_WORK TO BE COMPLETED_
Your task is to filter the entries and copy every line containing the string "cause".

== EXERCISE MATERIALS

//! Socket event types.
//!
//! A transport reports everything that happens on a socket as one of these
//! events. The owning monitor receives them from a channel and handles them
//! one at a time.
//!
//! # Event Types
//!
//! | Event | Raised when |
//! |-------|-------------|
//! | `Opened` | Handshake completed |
//! | `Closed` | Socket closed (by either side, or after a failed handshake) |
//! | `Errored` | Transport fault; normally followed by `Closed` |
//! | `Message` | Inbound text or binary frame |
//! | `LivenessResponse` | Reply to a liveness probe (ws Pong) |

// ============================================================================
// Imports
// ============================================================================

use tokio_tungstenite::tungstenite::Bytes;

// ============================================================================
// Constants
// ============================================================================

/// Close code reported when the socket dropped without a close frame.
pub const ABNORMAL_CLOSURE: u16 = 1006;

// ============================================================================
// SocketEvent
// ============================================================================

/// An event raised by a socket.
#[derive(Debug, Clone, PartialEq, Eq)]
pub enum SocketEvent {
    /// The socket finished its open handshake.
    Opened,

    /// The socket closed.
    Closed {
        /// WebSocket close code.
        code: u16,
    },

    /// The socket faulted.
    Errored {
        /// Human-readable cause.
        cause: String,
    },

    /// An inbound frame, forwarded raw.
    Message {
        /// Frame payload.
        bytes: Bytes,
    },

    /// The endpoint answered a liveness probe.
    LivenessResponse,
}

impl SocketEvent {
    /// Creates a closed event.
    #[inline]
    #[must_use]
    pub const fn closed(code: u16) -> Self {
        Self::Closed { code }
    }

    /// Creates an errored event.
    #[inline]
    #[must_use]
    pub fn errored(cause: impl Into<String>) -> Self {
        Self::Errored {
            cause: cause.into(),
        }
    }

    /// Creates a message event.
    #[inline]
    #[must_use]
    pub fn message(bytes: impl Into<Bytes>) -> Self {
        Self::Message {
            bytes: bytes.into(),
        }
    }

    /// Short name for logging.
    #[must_use]
    pub fn kind(&self) -> &'static str {
        match self {
            Self::Opened => "opened",
            Self::Closed { .. } => "closed",
            Self::Errored { .. } => "errored",
            Self::Message { .. } => "message",
            Self::LivenessResponse => "liveness_response",
        }
    }
}

// ============================================================================
// Tests
// ============================================================================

====

_REPLY_
        /// Human-readable cause.
        cause: String,
    pub fn errored(cause: impl Into<String>) -> Self {
            cause: cause.into(),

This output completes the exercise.